## Requirement:
Copy each line containing the word "editor" from the records that follow, please.

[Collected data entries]
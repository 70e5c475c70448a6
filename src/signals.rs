//! Signal handling for jobsh
//!
//! - SIGINT: never terminates the shell. The handler only raises a flag that
//!   the active blocking wait (foreground pipeline, `fg`) observes and unwinds on.
//! - SIGTERM: delivered to job processes and raw pids by `kill`.

use std::io;
use std::process::{Child, ExitStatus};
use std::sync::atomic::{AtomicBool, Ordering};
use std::sync::Arc;
use std::thread;
use std::time::Duration;

#[cfg(unix)]
use nix::errno::Errno;
#[cfg(unix)]
use nix::sys::signal::{kill, Signal};
#[cfg(unix)]
use nix::unistd::Pid;

/// How often an interruptible wait re-checks the child and the flag
const POLL_INTERVAL: Duration = Duration::from_millis(20);

/// Cancellation flag raised by SIGINT
#[derive(Debug, Clone, Default)]
pub struct Interrupt {
    flag: Arc<AtomicBool>,
}

impl Interrupt {
    /// Install a SIGINT handler that raises the returned flag
    #[cfg(unix)]
    pub fn install() -> io::Result<Self> {
        let interrupt = Interrupt::default();
        signal_hook::flag::register(signal_hook::consts::SIGINT, Arc::clone(&interrupt.flag))?;
        Ok(interrupt)
    }

    #[cfg(not(unix))]
    pub fn install() -> io::Result<Self> {
        Ok(Interrupt::default())
    }

    /// Raise the flag by hand (what the handler does)
    pub fn raise(&self) {
        self.flag.store(true, Ordering::SeqCst);
    }

    pub fn is_raised(&self) -> bool {
        self.flag.load(Ordering::SeqCst)
    }

    /// Check the flag and clear it
    pub fn take(&self) -> bool {
        self.flag.swap(false, Ordering::SeqCst)
    }

    /// Drop an interrupt that arrived while nothing was waiting
    pub fn reset(&self) {
        self.flag.store(false, Ordering::SeqCst);
    }

    /// Wait for `child` to exit unless the flag is raised first.
    ///
    /// Returns `Ok(None)` when interrupted; the child is left untouched and
    /// the flag stays raised for the caller to `take()`.
    pub fn wait(&self, child: &mut Child) -> io::Result<Option<ExitStatus>> {
        loop {
            if let Some(status) = child.try_wait()? {
                return Ok(Some(status));
            }
            if self.is_raised() {
                return Ok(None);
            }
            thread::sleep(POLL_INTERVAL);
        }
    }
}

/// Why a signal could not be delivered
#[derive(Debug, Clone, Copy, PartialEq, Eq)]
pub enum SignalFailure {
    NoSuchProcess,
    PermissionDenied,
    Other(i32),
}

/// Send SIGTERM to a process
#[cfg(unix)]
pub fn terminate_process(pid: u32) -> Result<(), SignalFailure> {
    let target = i32::try_from(pid).map_err(|_| SignalFailure::NoSuchProcess)?;
    tracing::debug!(pid, "sending SIGTERM");
    kill(Pid::from_raw(target), Signal::SIGTERM).map_err(|errno| match errno {
        Errno::ESRCH => SignalFailure::NoSuchProcess,
        Errno::EPERM => SignalFailure::PermissionDenied,
        other => SignalFailure::Other(other as i32),
    })
}

#[cfg(not(unix))]
pub fn terminate_process(_pid: u32) -> Result<(), SignalFailure> {
    Err(SignalFailure::Other(0))
}

/// Name of a signal number, e.g. `SIGTERM`
#[cfg(unix)]
pub fn signal_name(signal: i32) -> String {
    Signal::try_from(signal)
        .map(|s| s.as_str().to_string())
        .unwrap_or_else(|_| format!("signal {}", signal))
}

#[cfg(not(unix))]
pub fn signal_name(signal: i32) -> String {
    format!("signal {}", signal)
}

#[cfg(test)]
mod tests {
    use super::*;
    use std::process::Command;

    #[test]
    fn take_clears_the_flag() {
        let interrupt = Interrupt::default();
        assert!(!interrupt.take());
        interrupt.raise();
        assert!(interrupt.is_raised());
        assert!(interrupt.take());
        assert!(!interrupt.is_raised());
    }

    #[test]
    fn clones_share_the_flag() {
        let interrupt = Interrupt::default();
        let handler_side = interrupt.clone();
        handler_side.raise();
        assert!(interrupt.take());
    }

    #[test]
    fn wait_returns_exit_status() {
        let interrupt = Interrupt::default();
        let mut child = Command::new("true").spawn().unwrap();
        let status = interrupt.wait(&mut child).unwrap();
        assert!(status.unwrap().success());
    }

    #[test]
    fn wait_unwinds_when_interrupted() {
        let interrupt = Interrupt::default();
        let mut child = Command::new("sleep").arg("5").spawn().unwrap();
        interrupt.raise();
        assert!(interrupt.wait(&mut child).unwrap().is_none());
        child.kill().unwrap();
        child.wait().unwrap();
    }

    #[cfg(unix)]
    #[test]
    fn terminate_missing_process() {
        assert_eq!(
            terminate_process(i32::MAX as u32),
            Err(SignalFailure::NoSuchProcess)
        );
    }

    #[cfg(unix)]
    #[test]
    fn names_common_signals() {
        assert_eq!(signal_name(15), "SIGTERM");
        assert_eq!(signal_name(9), "SIGKILL");
    }
}
//! The read-eval loop, independent of where lines come from
//!
//! The binary drives it with a rustyline editor; tests drive it with a
//! scripted [`LineReader`].

use crate::prompt;
use crate::shell::{Flow, Shell};
use std::io::{self, Write};

pub const FAREWELL: &str = "Goodbye!";

/// Result of asking for one line of input
#[derive(Debug, Clone, PartialEq, Eq)]
pub enum ReadOutcome {
    Line(String),
    /// Ctrl-C at the prompt
    Interrupted,
    Eof,
}

/// A source of command lines
pub trait LineReader {
    fn read_line(&mut self, prompt: &str) -> io::Result<ReadOutcome>;

    /// Offered every non-blank line, for editor-side recall
    fn add_history_entry(&mut self, _line: &str) {}
}

/// Run the shell until `exit` or end of input, returning the exit status
pub fn run<R, O, E>(shell: &mut Shell, reader: &mut R, out: &mut O, err: &mut E) -> io::Result<i32>
where
    R: LineReader + ?Sized,
    O: Write,
    E: Write,
{
    loop {
        for notice in shell.reap_finished() {
            writeln!(out, "{}", notice)?;
        }
        out.flush()?;

        let prompt = prompt::render(shell);
        let line = match reader.read_line(&prompt)? {
            ReadOutcome::Line(line) => line,
            ReadOutcome::Interrupted => {
                shell.interrupt().reset();
                continue;
            }
            ReadOutcome::Eof => {
                writeln!(out)?;
                writeln!(out, "{}", FAREWELL)?;
                return Ok(0);
            }
        };

        let line = line.trim();
        if line.is_empty() {
            continue;
        }
        shell.record_history(line);
        reader.add_history_entry(line);

        match shell.execute_line(line) {
            Ok(Flow::Continue(output)) => {
                out.write_all(&output.stdout)?;
                err.write_all(&output.stderr)?;
            }
            Ok(Flow::Exit) => {
                writeln!(out, "{}", FAREWELL)?;
                return Ok(0);
            }
            Err(e) if e.is_interrupt() => {
                writeln!(err, "^C")?;
            }
            Err(e) => {
                tracing::debug!(error = ?e, "command failed");
                writeln!(err, "jobsh: {}", e)?;
            }
        }
        err.flush()?;
    }
}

## Task output:
//! The binary drives it with a rustyline editor; tests drive it with a
    /// Offered every non-blank line, for editor-side recall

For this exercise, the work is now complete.